Sappiamo che già nell'antica Grecia i sofisti avevano smantellato questa cornice idilliaca. Protagora sosteneva che l'uomo era misura di tutte le cose, un relativismo poi esasperato dal nichilismo di Gorgia. Eppure, il relativismo gnoseologico protagoreo non si traduceva, di fatto, in un relativismo pratico, perché se dal punto di vista della conoscenza non vi poteva essere errore o falsità, dal punto di vista dell'azione l'essere e il non essere non erano per Protagora equivalenti: l'utile e il meglio saranno a determinare questa disuguaglianza. In fin dei conti, neppure il padre del relativismo ambiva a creare, seppure filosoficamente, un'anarchia morale. Paure che, invece, Friedrich Nietzsche non ha avuto. La sua inattualità semmai ci porta a ricercare dentro di noi la nostra stessa inattualità in modo profondo e doloroso anche. In un mondo, in una società dove la filosofia morale sta trasformandosi in un flatus vocis, in un fantasma che continua a far paura e proprio per questo relegata in un cantuccio di false interpretazioni, la visione nietzschiana appare oggi tremendamente attuale.

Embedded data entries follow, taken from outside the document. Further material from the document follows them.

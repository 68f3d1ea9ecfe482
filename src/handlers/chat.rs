// src/handlers/chat.rs

use axum::{Extension, Json, extract::State, response::IntoResponse};
use serde::Deserialize;
use serde_json::json;
use sqlx::PgPool;

use crate::{
    ai::{ChatMessage, Role, SharedProvider, prompts},
    analytics,
    error::AppError,
    handlers::{
        mock_tests::{Order, fetch_questions, fetch_tests},
        profile::fetch_user,
    },
    utils::jwt::Claims,
};

/// The assistant sees this many most recent tests.
const CHAT_RECENT_TESTS: i64 = 5;
const MAX_MESSAGES: usize = 50;
const MAX_MESSAGE_CHARS: usize = 4000;

#[derive(Debug, Deserialize)]
pub struct ChatRequest {
    pub messages: Vec<ChatMessage>,
}

impl ChatRequest {
    /// Conversation must be non-empty, bounded, free of client-supplied system turns,
    /// and end with the student speaking.
    fn check(&self) -> Result<(), AppError> {
        if self.messages.is_empty() || self.messages.len() > MAX_MESSAGES {
            return Err(AppError::BadRequest(format!(
                "Between 1 and {} messages are required",
                MAX_MESSAGES
            )));
        }
        if self.messages.iter().any(|m| m.role == Role::System) {
            return Err(AppError::BadRequest(
                "System messages are not accepted".to_string(),
            ));
        }
        if self
            .messages
            .iter()
            .any(|m| m.content.trim().is_empty() || m.content.chars().count() > MAX_MESSAGE_CHARS)
        {
            return Err(AppError::BadRequest(format!(
                "Messages must be between 1 and {} characters",
                MAX_MESSAGE_CHARS
            )));
        }
        if self.messages.last().map(|m| m.role) != Some(Role::User) {
            return Err(AppError::BadRequest(
                "The last message must come from the user".to_string(),
            ));
        }
        Ok(())
    }
}

/// Answers the student's latest message using their own performance data as context.
pub async fn chat(
    State(pool): State<PgPool>,
    State(ai): State<SharedProvider>,
    Extension(claims): Extension<Claims>,
    Json(req): Json<ChatRequest>,
) -> Result<impl IntoResponse, AppError> {
    req.check()?;
    let user_id = claims.user_id()?;

    let user = fetch_user(&pool, user_id).await?;
    let recent = fetch_tests(&pool, user_id, Order::NewestFirst, Some(CHAT_RECENT_TESTS)).await?;
    let questions = fetch_questions(&pool, user_id).await?;
    let weak = analytics::weak_topics(&analytics::topic_performance(&questions));

    let system = prompts::chat_system_prompt(&user, &recent, &weak);
    let reply = ai.complete(Some(&system), &req.messages).await?;

    Ok(Json(json!({
        "message": ChatMessage::assistant(reply)
    })))
}
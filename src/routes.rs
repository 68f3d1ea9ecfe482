// src/routes.rs

use axum::{
    Router,
    http::{HeaderValue, Method, header},
    middleware,
    routing::{get, post},
};
use tower::ServiceBuilder;
use tower_http::{cors::CorsLayer, trace::TraceLayer};

use crate::{
    handlers::{analytics, auth, chat, exam, mock_tests, profile},
    state::AppState,
    utils::jwt::auth_middleware,
};

fn cors_layer(origins: &[String]) -> CorsLayer {
    let origins: Vec<HeaderValue> = origins
        .iter()
        .filter_map(|o| match o.parse::<HeaderValue>() {
            Ok(value) => Some(value),
            Err(_) => {
                tracing::warn!("Ignoring invalid CORS origin: {}", o);
                None
            }
        })
        .collect();

    CorsLayer::new()
        .allow_origin(origins)
        .allow_methods([Method::GET, Method::POST, Method::PUT])
        .allow_headers([header::AUTHORIZATION, header::CONTENT_TYPE])
        .allow_credentials(true)
}

/// Assembles the main application router.
///
/// * Public routes: signup, login, logout, exam catalogue, mistake taxonomy.
/// * Everything else requires a session (cookie or bearer token).
/// * Applies global middleware (Trace, CORS) and injects the shared state.
pub fn create_router(state: AppState) -> Router {
    let cors = cors_layer(&state.config.cors_origins);

    let auth_routes = Router::new()
        .route("/signup", post(auth::signup))
        .route("/login", post(auth::login))
        .route("/logout", post(auth::logout))
        // Protected auth routes
        .merge(
            Router::new()
                .route("/me", get(auth::me))
                .layer(middleware::from_fn_with_state(state.clone(), auth_middleware)),
        );

    let protected_routes = Router::new()
        .route(
            "/profile",
            get(profile::get_profile).put(profile::update_profile),
        )
        .route("/exam/select", post(exam::select_exam))
        .route("/exam/insights", get(exam::exam_insights))
        .route("/tests", get(mock_tests::list_tests))
        .route("/tests/upload", post(mock_tests::upload_test))
        .route("/analytics", get(analytics::get_analytics))
        .route("/recommendations", get(analytics::get_recommendations))
        .route("/chat", post(chat::chat))
        .layer(middleware::from_fn_with_state(state.clone(), auth_middleware));

    let api = Router::new()
        .nest("/auth", auth_routes)
        .route("/exams", get(exam::list_exams))
        .route("/mistake-types", get(exam::list_mistake_types))
        .merge(protected_routes);

    Router::new()
        .nest("/api", api)
        // Global Middleware (first listed runs outermost)
        .layer(
            ServiceBuilder::new()
                .layer(TraceLayer::new_for_http())
                .layer(cors),
        )
        .with_state(state)
}
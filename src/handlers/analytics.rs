// src/handlers/analytics.rs

use axum::{Extension, Json, extract::State, response::IntoResponse};
use serde::Serialize;
use sqlx::PgPool;

use crate::{
    ai::{ChatMessage, SharedProvider, prompts},
    analytics::{self, PerformanceReport},
    error::AppError,
    handlers::{
        profile::fetch_user,
        mock_tests::{Order, fetch_questions, fetch_tests},
    },
    models::mock_test::TestSession,
    utils::jwt::Claims,
};

/// Recommendations weigh this many most recent tests.
const RECOMMENDATION_RECENT_TESTS: i64 = 10;

#[derive(Debug, Serialize)]
pub struct AnalyticsResponse {
    /// Raw tests, oldest first.
    pub tests: Vec<TestSession>,
    #[serde(flatten)]
    pub report: PerformanceReport,
}

/// Full performance breakdown for the dashboard, recomputed on every call.
pub async fn get_analytics(
    State(pool): State<PgPool>,
    Extension(claims): Extension<Claims>,
) -> Result<impl IntoResponse, AppError> {
    let user_id = claims.user_id()?;
    let tests = fetch_tests(&pool, user_id, Order::OldestFirst, None).await?;
    let questions = fetch_questions(&pool, user_id).await?;

    let report = analytics::analyze(&tests, &questions);

    tracing::debug!(
        "Analytics for user {}: {} tests, {} questions, readiness {}",
        user_id,
        tests.len(),
        questions.len(),
        report.readiness
    );

    Ok(Json(AnalyticsResponse { tests, report }))
}

/// Personalized study recommendations, falling back to a fixed list.
pub async fn get_recommendations(
    State(pool): State<PgPool>,
    State(ai): State<SharedProvider>,
    Extension(claims): Extension<Claims>,
) -> Result<impl IntoResponse, AppError> {
    let user_id = claims.user_id()?;
    let user = fetch_user(&pool, user_id).await?;

    let recent = fetch_tests(
        &pool,
        user_id,
        Order::NewestFirst,
        Some(RECOMMENDATION_RECENT_TESTS),
    )
    .await?;
    let questions = fetch_questions(&pool, user_id).await?;

    let topics = analytics::topic_performance(&questions);
    let weak = analytics::weak_topics(&topics);
    let avg_accuracy = analytics::average_accuracy(&recent);

    let prompt = prompts::recommendations_prompt(
        user.selected_exam.as_deref(),
        recent.len(),
        avg_accuracy,
        &weak,
    );

    let recommendations = match ai.complete(None, &[ChatMessage::user(prompt)]).await {
        Ok(reply) => match prompts::parse_json_reply::<Vec<prompts::Recommendation>>(&reply) {
            Ok(recs) if !recs.is_empty() => recs,
            Ok(_) => prompts::fallback_recommendations(&weak),
            Err(e) => {
                tracing::warn!("Unparseable recommendations reply from {}: {}", ai.name(), e);
                prompts::fallback_recommendations(&weak)
            }
        },
        Err(e) => {
            tracing::warn!("Recommendation generation failed: {}", e);
            prompts::fallback_recommendations(&weak)
        }
    };

    Ok(Json(serde_json::json!({ "recommendations": recommendations })))
}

Del resto Nietzsche stesso sosteneva di essere il profeta del futuro, di proferire parole per la sua epoca ancora troppo lontane e non contestualizzabili.
La chimica del filosofo dell'eterno ritorno scopre che non vi è alcuna verità base, giacché anche la credenza nel valore della verità è, appunto, una credenza storicamente condizionata; l'evidenza che ci fa ritenere vera una proposizione corrisponde meglio di altre ai condizionamenti psicologici e sociali che ci dominano. Come direbbe Marx: le idee dominanti sono sempre figlie della classe dominante. Secondo Nietzsche la coscienza a cui l'evidenza si impone non è nulla di immediato, ma il risultato di un gioco di influenze e di un equilibrio gerarchico di forze contrastanti. E tutto ciò che di volta in volta si è presentata e si presenta come verità è solo il configurarsi, provvisoriamente stabile, di rapporti di forze date anche dalla società, dove prevarranno alcuni impulsi piuttosto che altri, determinati questi dalle gerarchie sociali. Nietzsche è il padre della trasmutazione di tutti i valori, e là dove in una primitiva analisi in Al di là del bene e del male primeggia la visione nichilista, con Così parlò Zarathustra i vecchi valori – quelli della morale cristiana, la morale del “dir di no alla vita” e degli schiavi che chinano la testa – verranno sostituiti con valori nuovi, con i valori dell'Uebermensch, l'oltreuomo che avrà la capacità di superare i limiti dell'uomo – Umano, troppo umano.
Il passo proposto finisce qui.